The base gateway received the data from the network and would communicate the information to the computer which had stored the network addresses or node IDs of the motes which were arbitrarily associated with a particular type of gas (e.g. Nitrogen, Oxygen, etc.). In order to ensure reliable communication between the base station and the motes attached to the gas cylinders outside, an intermediate relay node was used - it was placed outdoors with a brick walled building between. The prototype system was successful in collecting data within such an environment. Users were able to determine which tags were active at any one time, communicate with individual tags via their unique node ID in order to trigger an event such as sounding the buzzer on board. This two-way communication allowed tags to be identified and provide sensory data.

This idea for an automated gas storage facility is to monitor the gas cylinders when they are in motion. The facility could be unmanned and treated as a location where the gas cylinders were picked up and dropped off. When entering the facility, motes could be interrogated to identify themselves (i.e. their contents, from where they were being returned, etc.). Each mote would not need to rely on a specific reader to send its data, but could communicate the data over the multi-hop mesh network. This would allow data on what the cylinders needed to be filled with, when, or for who to be sent quickly and efficiently to the warehouse. This type of data would prove advantageous to the end users as well to automatically trigger an order of new stock of the particular gas that had been used, etc. Primarily, It also helps with safety issues if interfacing some type of pressure sensor to monitor the contents and prevent a dangerous or explosive situation.

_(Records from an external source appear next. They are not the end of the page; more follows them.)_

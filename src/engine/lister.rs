use super::Engine;
use crate::error::{Error, Result};
use crate::task::Task;

impl Engine {
    /// Every stored task matching `selector`, in object order.
    ///
    /// Each label group present in the selector must be present on the task
    /// and contain the selector's labels; `*` matches any key or value.
    pub fn lister(&self, selector: &Task) -> Result<Vec<Task>> {
        if selector.is_empty() {
            return Err(Error::TaskEmpty);
        }
        self.locked("lister", |_| {
            Ok(self
                .list()?
                .into_iter()
                .filter(|t| t.matches(selector))
                .collect())
        })
    }

    /// Whether any stored task matches `selector`.
    pub fn exists(&self, selector: &Task) -> Result<bool> {
        if selector.is_empty() {
            return Err(Error::TaskEmpty);
        }
        self.locked("exists", |_| {
            Ok(self.list()?.iter().any(|t| t.matches(selector)))
        })
    }
}
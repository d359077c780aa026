use std::collections::BTreeSet;

use chrono::TimeDelta;
use opentelemetry::KeyValue;
use tracing::{info, warn};

use super::Engine;
use crate::error::Result;
use crate::task::{Method, ObjectId, Task};
use crate::telemetry::metrics;
use crate::telemetry::task::record_state_transition;
use crate::ticker::Ticker;

impl Engine {
    /// Advance cron templates.
    ///
    /// First, `@every` templates whose current cycle moved on and that have
    /// no child in flight get their cycle start realigned. Then every due
    /// template emits a child unless one still exists. A broadcast child
    /// from the previous cycle is replaced. One-shot templates are removed
    /// after emitting; recurring ones are rescheduled to the next boundary.
    pub fn ticker(&self) -> Result<()> {
        self.locked("ticker", |span| {
            let now = self.timer.now();
            let lis = self.list()?;

            for template in lis.iter().filter(|t| t.is_cron_template()) {
                let Some(id) = template.object() else { continue };
                let Some(every) = template.cron.as_ref().and_then(|c| c.every.as_deref()) else {
                    continue;
                };
                let Some(m1) = Ticker::new(every, now).tick_m1() else {
                    warn!(object = id.0, every, "unparseable @every");
                    continue;
                };
                if template.cron.as_ref().and_then(|c| c.tick_m1) == Some(m1)
                    || children(&lis, id).next().is_some()
                {
                    continue;
                }
                let mut template = template.clone();
                if let Some(cron) = template.cron.as_mut() {
                    cron.tick_m1 = Some(m1);
                }
                self.update(&template)?;
            }

            // Re-read: phase one may have rewritten templates.
            let lis = self.list()?;
            let mut gone = BTreeSet::new();

            for template in lis.iter().filter(|t| t.is_cron_template()) {
                let Some(id) = template.object() else { continue };
                let Some(cron) = template.cron.as_ref().filter(|c| c.is_due(now)) else {
                    continue;
                };

                for child in children(&lis, id).filter(|c| c.method() == Method::All) {
                    if let Some(object) = child.object()
                        && gone.insert(object)
                    {
                        self.remove(object)?;
                        record_state_transition(span, object, "unowned", "superseded");
                    }
                }

                let pending = children(&lis, id)
                    .filter_map(Task::object)
                    .any(|o| !gone.contains(&o));
                if !pending {
                    let object = self.next_object(now)?;
                    if let Some(child) = template.emit(object) {
                        self.insert(&child)?;
                        record_state_transition(span, object, "scheduled", "unowned");
                        metrics::tasks_emitted().add(
                            1,
                            &[
                                KeyValue::new("queue", self.queue.clone()),
                                KeyValue::new("source", "cron"),
                            ],
                        );
                        info!(object = object.0, template = id.0, "cron emitted");
                    }
                }

                if cron.is_one_shot() {
                    self.remove(id)?;
                    info!(template = id.0, "one-shot template retired");
                    continue;
                }

                // Strictly after now, also when now sits on a boundary.
                let after = now + TimeDelta::nanoseconds(1);
                let next = cron.every.as_deref().and_then(|e| Ticker::new(e, after).tick_p1());
                let mut template = template.clone();
                if let Some(cron) = template.cron.as_mut() {
                    cron.tick_p1 = next;
                }
                self.update(&template)?;
            }
            Ok(())
        })
    }
}

/// Tasks emitted by `template` that still exist.
fn children(lis: &[Task], template: ObjectId) -> impl Iterator<Item = &Task> {
    lis.iter()
        .filter(move |t| !t.is_template() && t.template() == Some(template))
}
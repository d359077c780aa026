//! Error types for rescue.
//!
//! `TaskNotFound` and `TaskOutdated` are ordinary control flow for workers:
//! nothing to claim right now, or the lease held by the caller is stale.
//! Everything else is misuse or a system-level failure.

use thiserror::Error;

#[derive(Debug, Error)]
pub enum Error {
    #[error("task must not be empty")]
    TaskEmpty,

    #[error("task meta must not be empty")]
    TaskMetaEmpty,

    #[error("task core invalid: {0}")]
    TaskCore(String),

    #[error("label reserved: {0}")]
    LabelReserved(String),

    #[error("task cron invalid: {0}")]
    TaskCron(String),

    #[error("task gate invalid: {0}")]
    TaskGate(String),

    #[error("task node invalid: {0}")]
    TaskNode(String),

    #[error("task not found")]
    TaskNotFound,

    #[error("task outdated: {0}")]
    TaskOutdated(String),

    #[error("task not revoked: {0}")]
    TaskNotRevoked(String),

    #[error("storage error: {0}")]
    Storage(#[from] rusqlite::Error),

    #[error("lock error: {0}")]
    Lock(String),

    #[error("codec error: {0}")]
    Codec(#[from] serde_json::Error),

    #[error("io error: {0}")]
    Io(#[from] std::io::Error),

    #[error("configuration error: {0}")]
    Config(String),

    #[error("{0}")]
    Other(String),
}

impl Error {
    /// No eligible task could be claimed. Retry later.
    pub fn is_task_not_found(&self) -> bool {
        matches!(self, Error::TaskNotFound)
    }

    /// The caller's copy of the task no longer reflects the stored lease.
    pub fn is_task_outdated(&self) -> bool {
        matches!(self, Error::TaskOutdated(_))
    }

    /// Fairness correction stayed incomplete because no over-allocated
    /// worker had an expired lease to give back.
    pub fn is_task_not_revoked(&self) -> bool {
        matches!(self, Error::TaskNotRevoked(_))
    }
}

pub type Result<T> = std::result::Result<T, Error>;

#[cfg(test)]
mod tests {
    use super::*;

    #[test]
    fn predicates_match_their_own_kind_only() {
        assert!(Error::TaskNotFound.is_task_not_found());
        assert!(!Error::TaskNotFound.is_task_not_revoked());

        let outdated = Error::TaskOutdated("lease".into());
        assert!(outdated.is_task_outdated());
        assert!(!outdated.is_task_not_found());

        let revoked = Error::TaskNotRevoked("a".into());
        assert!(revoked.is_task_not_revoked());
        assert!(!revoked.is_task_not_found());
    }
}
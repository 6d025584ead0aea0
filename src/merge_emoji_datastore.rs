/*
cargo run --bin merge_emoji_datastore

cargo run --bin merge_emoji_datastore -- \
    --en  assets/en.json \
    --zh  assets/zh.json \
    --out assets/emoji_merged.json \
    --minify
*/

mod datastore;
mod merger;

use std::fs::{create_dir_all, File};
use std::path::PathBuf;
use std::process;

use anyhow::{Context, Result};
use chrono::Local;
use clap::Parser;
use log::info;
use simplelog::{Config as LogConfig, LevelFilter, WriteLogger};

use datastore::{ensure_inputs_exist, load_json_array, write_json_array, DatastoreError};
use merger::merge_datasets;

/// Merge the English and Chinese emoji datastores into one bilingual JSON file.
#[derive(Parser, Debug)]
#[command(author, version, about)]
struct Args {
    /// English emoji JSON (array of objects)
    #[arg(long, value_name = "PATH", default_value = "assets/en.json")]
    en: PathBuf,

    /// Chinese emoji JSON (array of objects)
    #[arg(long, value_name = "PATH", default_value = "assets/zh.json")]
    zh: PathBuf,

    /// Output path for the merged JSON (parent directories are created)
    #[arg(long, value_name = "PATH", default_value = "assets/emoji_merged.json")]
    out: PathBuf,

    /// Write minified JSON instead of pretty-printed
    #[arg(long)]
    minify: bool,

    /// Directory for the run log
    #[arg(long, value_name = "PATH", default_value = "logs")]
    log_dir: PathBuf,
}

fn main() {
    let args = Args::parse();

    match run(&args) {
        Ok(count) => println!("Merged {count} emojis to {}", args.out.display()),
        Err(e) => {
            eprintln!("ERROR: {e:#}");
            let code = e
                .downcast_ref::<DatastoreError>()
                .map_or(1, DatastoreError::exit_code);
            process::exit(code);
        }
    }
}

fn run(args: &Args) -> Result<usize> {
    // nothing is created on disk until both inputs are known to exist
    ensure_inputs_exist(&args.en, &args.zh)?;

    // logging setup
    create_dir_all(&args.log_dir)
        .with_context(|| format!("creating log directory {}", args.log_dir.display()))?;
    let ts = Local::now().format("%Y%m%d_%H%M%S");
    let log_path = args.log_dir.join(format!("merge_emoji_datastore_{ts}.log"));
    WriteLogger::init(
        LevelFilter::Info,
        LogConfig::default(),
        File::create(&log_path).with_context(|| format!("creating {}", log_path.display()))?,
    )?;
    info!(
        "Started - en: {:?}, zh: {:?}, out: {:?}, minify: {}",
        args.en, args.zh, args.out, args.minify
    );

    let en_data = load_json_array(&args.en)?;
    info!("Loaded {} entries from {:?}", en_data.len(), args.en);
    let zh_data = load_json_array(&args.zh)?;
    info!("Loaded {} entries from {:?}", zh_data.len(), args.zh);

    let (merged, stats) = merge_datasets(&en_data, &zh_data);
    info!(
        "Joined {} emojis: {} in both, {} English only, {} Chinese only",
        merged.len(),
        stats.both,
        stats.primary_only,
        stats.secondary_only
    );
    info!(
        "Duplicate emojis overwritten: {} English, {} Chinese",
        stats.primary_duplicates, stats.secondary_duplicates
    );

    write_json_array(&args.out, &merged, args.minify)?;
    info!("Wrote {} entries → {:?}", merged.len(), args.out);

    Ok(merged.len())
}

Accelerometers could be used to determine the orientation of the cylinder and worn the user if it is stored incorrectly. The flexibility of the mote platform to interface with various sensors is greatly useful for such an application.

This capability to monitor and track assets intelligently will enable a more reliable and safe environment especially for critical applications such as the storage and transportation of packaged gases!